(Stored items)
- - -

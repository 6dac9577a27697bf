//! Correlated requests and their responses.
//!
//! A [`Request`] pairs a package id with a single-shot completion: either a
//! callback or a oneshot channel feeding a [`Reply`] future. Completion
//! consumes the completion handle, so a request can complete at most once.
//! A request that is dropped before it ever completed is completed with
//! [`Error::Abandoned`], so it also completes at least once.

use std::fmt;
use std::future::Future;
use std::pin::Pin;
use std::task::{Context, Poll};

use bytes::Bytes;
use siridb_codec::Package;
use siridb_protocol::{ProtocolError, ResponseType, errproto};
use tokio::sync::oneshot;

use crate::codec::Codec;
use crate::error::{Error, Result, Status};

/// Boxed completion callback.
pub type Callback = Box<dyn FnOnce(Result<Response>) + Send + 'static>;

enum Completion {
    Callback(Callback),
    Channel(oneshot::Sender<Result<Response>>),
}

impl Completion {
    fn deliver(self, outcome: Result<Response>) {
        match self {
            Self::Callback(callback) => callback(outcome),
            // The receiver may be gone; nobody is waiting then.
            Self::Channel(tx) => {
                let _ = tx.send(outcome);
            }
        }
    }
}

/// Observable status of a request.
#[derive(Debug, Clone, Copy, PartialEq, Eq)]
pub enum RequestStatus {
    /// Not yet completed.
    Pending,
    /// Completed with a response.
    Succeeded,
    /// Completed with an error.
    Failed(Status),
}

/// A request correlated with a response by package id.
pub struct Request {
    pid: u16,
    status: RequestStatus,
    completion: Option<Completion>,
}

impl Request {
    /// Create a request completed through a callback.
    pub fn new<F>(pid: u16, callback: F) -> Self
    where
        F: FnOnce(Result<Response>) + Send + 'static,
    {
        Self {
            pid,
            status: RequestStatus::Pending,
            completion: Some(Completion::Callback(Box::new(callback))),
        }
    }

    /// Create a request carrying opaque user data back to its callback.
    pub fn with_data<T, F>(pid: u16, data: T, callback: F) -> Self
    where
        T: Send + 'static,
        F: FnOnce(T, Result<Response>) + Send + 'static,
    {
        Self::new(pid, move |outcome| callback(data, outcome))
    }

    /// Create a request completed through a future.
    pub fn channel(pid: u16) -> (Self, Reply) {
        let (tx, rx) = oneshot::channel();
        let request = Self {
            pid,
            status: RequestStatus::Pending,
            completion: Some(Completion::Channel(tx)),
        };
        (request, Reply { rx })
    }

    /// Correlation id.
    #[must_use]
    pub fn pid(&self) -> u16 {
        self.pid
    }

    /// Current status.
    #[must_use]
    pub fn status(&self) -> RequestStatus {
        self.status
    }

    /// Whether the completion already ran.
    #[must_use]
    pub fn is_completed(&self) -> bool {
        self.completion.is_none()
    }

    /// Deliver the outcome. Returns `false` if the request had already
    /// completed, in which case the outcome is discarded.
    pub(crate) fn complete(&mut self, outcome: Result<Response>) -> bool {
        let Some(completion) = self.completion.take() else {
            return false;
        };
        self.status = match &outcome {
            Ok(_) => RequestStatus::Succeeded,
            Err(e) => RequestStatus::Failed(e.status()),
        };
        completion.deliver(outcome);
        true
    }
}

impl Drop for Request {
    fn drop(&mut self) {
        if let Some(completion) = self.completion.take() {
            tracing::debug!(pid = self.pid, "request dropped before completion");
            completion.deliver(Err(Error::Abandoned));
        }
    }
}

impl fmt::Debug for Request {
    fn fmt(&self, f: &mut fmt::Formatter<'_>) -> fmt::Result {
        f.debug_struct("Request")
            .field("pid", &self.pid)
            .field("status", &self.status)
            .finish_non_exhaustive()
    }
}

/// Future resolving to the outcome of a [`Request`] created with
/// [`Request::channel`].
#[derive(Debug)]
pub struct Reply {
    rx: oneshot::Receiver<Result<Response>>,
}

impl Future for Reply {
    type Output = Result<Response>;

    fn poll(mut self: Pin<&mut Self>, cx: &mut Context<'_>) -> Poll<Self::Output> {
        Pin::new(&mut self.rx)
            .poll(cx)
            .map(|received| received.unwrap_or(Err(Error::Abandoned)))
    }
}

/// Outcome of the authentication handshake.
#[derive(Debug, Clone, Copy, PartialEq, Eq)]
pub enum AuthOutcome {
    /// The server accepted the credentials.
    Authenticated,
    /// Wrong user name or password.
    InvalidCredentials,
    /// The database does not exist on this server.
    UnknownDatabase,
    /// Any other response type.
    Other(u8),
}

impl AuthOutcome {
    /// Classify a response type tag.
    #[must_use]
    pub fn from_tp(tp: u8) -> Self {
        match ResponseType::from_u8(tp) {
            Ok(ResponseType::AuthSuccess) => Self::Authenticated,
            Ok(ResponseType::ErrAuthCredentials) => Self::InvalidCredentials,
            Ok(ResponseType::ErrAuthUnknownDb) => Self::UnknownDatabase,
            _ => Self::Other(tp),
        }
    }

    /// Whether the handshake succeeded.
    #[must_use]
    pub fn is_authenticated(self) -> bool {
        self == Self::Authenticated
    }
}

/// A response package matched to its request.
///
/// Server-side error types (`tp >= 64`) still arrive as successful
/// completions; inspect [`is_error`](Self::is_error).
#[derive(Debug, Clone, PartialEq, Eq)]
pub struct Response {
    package: Package,
}

impl Response {
    /// Wrap a decoded package.
    #[must_use]
    pub fn new(package: Package) -> Self {
        Self { package }
    }

    /// Correlation id.
    #[must_use]
    pub fn pid(&self) -> u16 {
        self.package.pid()
    }

    /// Raw type tag.
    #[must_use]
    pub fn tp(&self) -> u8 {
        self.package.tp()
    }

    /// Typed response type, if the tag is known.
    pub fn response_type(&self) -> std::result::Result<ResponseType, ProtocolError> {
        ResponseType::from_u8(self.tp())
    }

    /// Payload bytes.
    #[must_use]
    pub fn payload(&self) -> &[u8] {
        self.package.payload()
    }

    /// Payload as a cheaply cloneable buffer.
    #[must_use]
    pub fn payload_bytes(&self) -> Bytes {
        self.package.payload_bytes()
    }

    /// The underlying package.
    #[must_use]
    pub fn package(&self) -> &Package {
        &self.package
    }

    /// Whether the server answered with an error type.
    #[must_use]
    pub fn is_error(&self) -> bool {
        self.tp() >= 64
    }

    /// Description of a server error type, see [`errproto`].
    #[must_use]
    pub fn error_description(&self) -> &'static str {
        errproto(self.tp())
    }

    /// Interpret this response as a handshake answer.
    #[must_use]
    pub fn auth_outcome(&self) -> AuthOutcome {
        AuthOutcome::from_tp(self.tp())
    }

    /// Decode the payload with a codec.
    pub fn decode<C: Codec + ?Sized>(&self, codec: &C) -> Result<C::Value> {
        codec.decode(self.tp(), self.payload())
    }
}

#[cfg(test)]
#[allow(clippy::unwrap_used)]
mod tests {
    use super::*;
    use std::sync::Arc;
    use std::sync::atomic::{AtomicUsize, Ordering};

    fn response(pid: u16, tp: u8) -> Response {
        Response::new(Package::new(pid, tp, b"[]"))
    }

    #[test]
    fn test_complete_runs_callback_once() {
        let calls = Arc::new(AtomicUsize::new(0));
        let counter = Arc::clone(&calls);
        let mut request = Request::new(4, move |outcome| {
            assert_eq!(outcome.unwrap().pid(), 4);
            counter.fetch_add(1, Ordering::SeqCst);
        });

        assert!(request.complete(Ok(response(4, 0))));
        assert!(!request.complete(Err(Error::NotConnected)));
        drop(request);

        assert_eq!(calls.load(Ordering::SeqCst), 1);
    }

    #[test]
    fn test_status_tracks_outcome() {
        let mut request = Request::new(1, |_| {});
        assert_eq!(request.status(), RequestStatus::Pending);
        request.complete(Err(Error::NotConnected));
        assert_eq!(request.status(), RequestStatus::Failed(Status::NotConnected));
        assert!(request.is_completed());
    }

    #[test]
    fn test_drop_completes_with_abandoned() {
        let seen = Arc::new(parking_lot::Mutex::new(None));
        let slot = Arc::clone(&seen);
        let request = Request::with_data(2, "user data", move |data, outcome| {
            *slot.lock() = Some((data, outcome.unwrap_err()));
        });
        drop(request);

        assert_eq!(*seen.lock(), Some(("user data", Error::Abandoned)));
    }

    #[tokio::test]
    async fn test_reply_future() {
        let (mut request, reply) = Request::channel(9);
        request.complete(Ok(response(9, 2)));
        let response = reply.await.unwrap();
        assert_eq!(response.auth_outcome(), AuthOutcome::Authenticated);
    }

    #[tokio::test]
    async fn test_reply_of_dropped_request() {
        let (request, reply) = Request::channel(9);
        drop(request);
        assert_eq!(reply.await.unwrap_err(), Error::Abandoned);
    }

    #[test]
    fn test_auth_outcomes() {
        assert_eq!(response(1, 72).auth_outcome(), AuthOutcome::InvalidCredentials);
        assert_eq!(response(1, 73).auth_outcome(), AuthOutcome::UnknownDatabase);
        assert_eq!(response(1, 70).auth_outcome(), AuthOutcome::Other(70));
        assert!(response(1, 73).is_error());
        assert_eq!(response(1, 73).error_description(), "unknown database");
        assert!(!response(1, 0).is_error());
    }
}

- - -

■ Exercise
List all lines above in which the string "static" appears.

■ Exercise output
pub type Callback = Box<dyn FnOnce(Result<Response>) + Send + 'static>;
        F: FnOnce(Result<Response>) + Send + 'static,
        T: Send + 'static,
        F: FnOnce(T, Result<Response>) + Send + 'static,
    pub fn error_description(&self) -> &'static str {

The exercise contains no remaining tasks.